Records from a collection

------------------------

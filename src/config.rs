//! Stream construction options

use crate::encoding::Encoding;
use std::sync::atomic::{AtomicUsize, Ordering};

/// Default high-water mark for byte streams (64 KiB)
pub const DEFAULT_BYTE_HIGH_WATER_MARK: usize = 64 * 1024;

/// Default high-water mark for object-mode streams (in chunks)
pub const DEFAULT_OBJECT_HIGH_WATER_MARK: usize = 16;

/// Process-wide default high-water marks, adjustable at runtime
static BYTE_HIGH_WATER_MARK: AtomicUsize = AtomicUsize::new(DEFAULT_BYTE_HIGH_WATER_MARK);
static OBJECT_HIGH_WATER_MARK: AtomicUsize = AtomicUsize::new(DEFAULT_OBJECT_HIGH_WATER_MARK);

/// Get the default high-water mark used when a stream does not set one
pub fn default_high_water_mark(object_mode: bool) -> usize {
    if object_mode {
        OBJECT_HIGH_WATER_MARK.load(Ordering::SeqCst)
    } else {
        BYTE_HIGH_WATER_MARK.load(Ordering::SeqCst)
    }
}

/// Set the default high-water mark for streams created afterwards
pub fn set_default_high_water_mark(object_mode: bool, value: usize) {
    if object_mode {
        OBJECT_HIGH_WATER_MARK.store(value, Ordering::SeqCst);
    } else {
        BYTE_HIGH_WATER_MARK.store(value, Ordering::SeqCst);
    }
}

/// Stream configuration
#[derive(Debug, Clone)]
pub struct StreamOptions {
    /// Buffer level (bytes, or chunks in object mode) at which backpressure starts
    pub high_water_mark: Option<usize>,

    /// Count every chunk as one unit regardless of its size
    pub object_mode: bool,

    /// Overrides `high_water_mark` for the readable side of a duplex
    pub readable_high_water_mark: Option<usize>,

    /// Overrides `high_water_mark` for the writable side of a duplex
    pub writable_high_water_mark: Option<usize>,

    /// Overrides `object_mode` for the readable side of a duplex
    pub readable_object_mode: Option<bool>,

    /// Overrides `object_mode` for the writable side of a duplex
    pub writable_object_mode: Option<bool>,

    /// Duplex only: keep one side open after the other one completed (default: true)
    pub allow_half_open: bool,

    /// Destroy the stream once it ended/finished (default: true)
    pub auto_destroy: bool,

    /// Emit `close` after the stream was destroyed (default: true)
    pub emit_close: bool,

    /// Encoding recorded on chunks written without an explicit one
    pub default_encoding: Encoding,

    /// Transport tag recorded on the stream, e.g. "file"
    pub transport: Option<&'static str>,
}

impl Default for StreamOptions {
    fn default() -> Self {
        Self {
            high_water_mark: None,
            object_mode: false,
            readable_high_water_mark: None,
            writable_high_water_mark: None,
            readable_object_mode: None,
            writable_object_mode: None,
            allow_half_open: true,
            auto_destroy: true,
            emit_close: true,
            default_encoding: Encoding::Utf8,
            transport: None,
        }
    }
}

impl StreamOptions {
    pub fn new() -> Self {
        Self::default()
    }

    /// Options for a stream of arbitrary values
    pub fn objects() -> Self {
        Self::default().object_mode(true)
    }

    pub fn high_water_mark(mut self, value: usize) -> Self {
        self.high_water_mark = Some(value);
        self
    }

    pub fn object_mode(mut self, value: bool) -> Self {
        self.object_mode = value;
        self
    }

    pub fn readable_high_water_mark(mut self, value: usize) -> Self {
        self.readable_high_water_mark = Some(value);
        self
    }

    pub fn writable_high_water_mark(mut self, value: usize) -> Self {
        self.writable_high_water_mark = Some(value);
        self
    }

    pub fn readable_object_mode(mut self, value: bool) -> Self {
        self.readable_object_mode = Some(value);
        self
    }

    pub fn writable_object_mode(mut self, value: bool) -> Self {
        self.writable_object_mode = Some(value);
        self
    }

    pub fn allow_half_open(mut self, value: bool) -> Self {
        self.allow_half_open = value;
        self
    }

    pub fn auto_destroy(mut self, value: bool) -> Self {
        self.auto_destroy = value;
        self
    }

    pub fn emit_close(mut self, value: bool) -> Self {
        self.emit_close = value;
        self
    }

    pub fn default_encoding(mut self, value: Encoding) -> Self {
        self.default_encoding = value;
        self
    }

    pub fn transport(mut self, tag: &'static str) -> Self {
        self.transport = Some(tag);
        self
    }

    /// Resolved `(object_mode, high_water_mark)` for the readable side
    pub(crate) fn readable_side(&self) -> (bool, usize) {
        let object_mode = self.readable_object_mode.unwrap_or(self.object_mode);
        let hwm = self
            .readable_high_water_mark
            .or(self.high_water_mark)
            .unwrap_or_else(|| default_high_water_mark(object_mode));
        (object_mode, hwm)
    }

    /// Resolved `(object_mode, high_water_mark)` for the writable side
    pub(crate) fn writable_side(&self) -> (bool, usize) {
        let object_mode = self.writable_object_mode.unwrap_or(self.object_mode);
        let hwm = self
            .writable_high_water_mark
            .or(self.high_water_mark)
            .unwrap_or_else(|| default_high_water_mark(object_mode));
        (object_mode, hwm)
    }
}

------------------------

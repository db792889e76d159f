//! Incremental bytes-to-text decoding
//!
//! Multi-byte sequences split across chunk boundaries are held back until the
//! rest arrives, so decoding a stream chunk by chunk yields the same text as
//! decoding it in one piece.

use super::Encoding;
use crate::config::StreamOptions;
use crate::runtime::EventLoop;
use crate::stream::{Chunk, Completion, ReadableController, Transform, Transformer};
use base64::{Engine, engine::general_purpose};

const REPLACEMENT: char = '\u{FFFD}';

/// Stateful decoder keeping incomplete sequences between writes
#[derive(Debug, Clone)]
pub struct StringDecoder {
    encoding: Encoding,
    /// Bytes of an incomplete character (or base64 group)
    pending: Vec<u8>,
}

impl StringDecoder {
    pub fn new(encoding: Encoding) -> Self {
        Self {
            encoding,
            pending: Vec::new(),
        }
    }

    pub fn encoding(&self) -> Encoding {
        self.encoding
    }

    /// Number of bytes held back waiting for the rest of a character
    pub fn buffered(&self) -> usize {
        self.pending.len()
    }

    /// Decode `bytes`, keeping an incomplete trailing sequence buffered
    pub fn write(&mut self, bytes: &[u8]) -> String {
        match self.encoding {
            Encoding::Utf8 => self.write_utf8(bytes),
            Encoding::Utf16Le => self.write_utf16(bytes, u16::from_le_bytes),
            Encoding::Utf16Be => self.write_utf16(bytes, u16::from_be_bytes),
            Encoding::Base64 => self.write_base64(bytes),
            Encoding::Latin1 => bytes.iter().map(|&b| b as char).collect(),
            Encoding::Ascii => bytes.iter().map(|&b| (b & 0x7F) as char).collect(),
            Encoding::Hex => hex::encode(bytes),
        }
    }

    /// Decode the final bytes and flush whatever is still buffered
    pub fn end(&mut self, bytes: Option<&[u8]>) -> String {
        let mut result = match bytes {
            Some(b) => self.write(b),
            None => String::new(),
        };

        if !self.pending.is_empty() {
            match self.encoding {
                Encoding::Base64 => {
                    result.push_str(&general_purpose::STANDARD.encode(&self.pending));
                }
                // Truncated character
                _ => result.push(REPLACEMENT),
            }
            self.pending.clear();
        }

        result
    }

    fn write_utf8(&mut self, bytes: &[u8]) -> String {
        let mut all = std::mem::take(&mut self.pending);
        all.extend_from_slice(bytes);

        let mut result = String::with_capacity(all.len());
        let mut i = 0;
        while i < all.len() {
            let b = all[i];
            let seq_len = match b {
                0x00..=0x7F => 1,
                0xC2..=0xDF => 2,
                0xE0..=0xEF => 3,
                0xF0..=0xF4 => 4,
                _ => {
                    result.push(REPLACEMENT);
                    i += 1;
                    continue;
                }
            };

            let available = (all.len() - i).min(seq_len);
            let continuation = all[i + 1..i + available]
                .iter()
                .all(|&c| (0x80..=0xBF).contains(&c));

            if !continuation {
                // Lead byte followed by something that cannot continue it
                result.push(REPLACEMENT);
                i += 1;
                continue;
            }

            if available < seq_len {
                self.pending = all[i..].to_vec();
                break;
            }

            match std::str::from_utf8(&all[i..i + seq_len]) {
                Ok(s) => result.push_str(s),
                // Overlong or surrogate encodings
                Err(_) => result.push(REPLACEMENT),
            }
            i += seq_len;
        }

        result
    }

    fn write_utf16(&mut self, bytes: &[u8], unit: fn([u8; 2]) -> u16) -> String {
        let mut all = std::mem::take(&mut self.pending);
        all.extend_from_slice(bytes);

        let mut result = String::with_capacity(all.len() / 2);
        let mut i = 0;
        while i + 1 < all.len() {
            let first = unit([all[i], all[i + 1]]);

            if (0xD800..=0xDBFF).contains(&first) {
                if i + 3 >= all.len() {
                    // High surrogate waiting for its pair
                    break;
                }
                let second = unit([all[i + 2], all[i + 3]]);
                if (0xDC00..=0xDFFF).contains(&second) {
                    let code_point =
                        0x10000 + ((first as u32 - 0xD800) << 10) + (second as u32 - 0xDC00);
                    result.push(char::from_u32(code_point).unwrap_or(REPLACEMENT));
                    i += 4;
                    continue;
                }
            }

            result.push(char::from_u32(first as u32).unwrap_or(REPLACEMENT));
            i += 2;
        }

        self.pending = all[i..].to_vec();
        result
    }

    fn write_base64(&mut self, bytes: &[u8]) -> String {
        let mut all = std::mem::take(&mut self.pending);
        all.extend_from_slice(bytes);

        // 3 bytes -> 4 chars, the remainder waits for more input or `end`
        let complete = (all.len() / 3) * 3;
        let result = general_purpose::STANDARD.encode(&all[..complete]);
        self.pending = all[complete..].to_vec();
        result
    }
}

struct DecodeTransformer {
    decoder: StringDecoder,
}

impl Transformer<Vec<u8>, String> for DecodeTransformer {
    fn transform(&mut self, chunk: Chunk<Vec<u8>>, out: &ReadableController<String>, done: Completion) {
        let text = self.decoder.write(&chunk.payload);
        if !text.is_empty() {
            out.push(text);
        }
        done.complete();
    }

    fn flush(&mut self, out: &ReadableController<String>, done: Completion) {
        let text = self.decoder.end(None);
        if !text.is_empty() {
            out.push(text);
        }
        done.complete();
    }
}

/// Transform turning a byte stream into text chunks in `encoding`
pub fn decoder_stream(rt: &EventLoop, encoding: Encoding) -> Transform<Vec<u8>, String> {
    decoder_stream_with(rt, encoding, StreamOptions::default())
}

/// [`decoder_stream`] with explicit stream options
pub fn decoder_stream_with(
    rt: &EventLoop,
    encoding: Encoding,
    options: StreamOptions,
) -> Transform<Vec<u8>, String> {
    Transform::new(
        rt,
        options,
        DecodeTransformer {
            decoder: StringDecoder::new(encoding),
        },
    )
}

------------------------

* Task to complete
In the entries above, count each line that includes "AtomicUsize" and report the total with no other text.

* Exercise output
3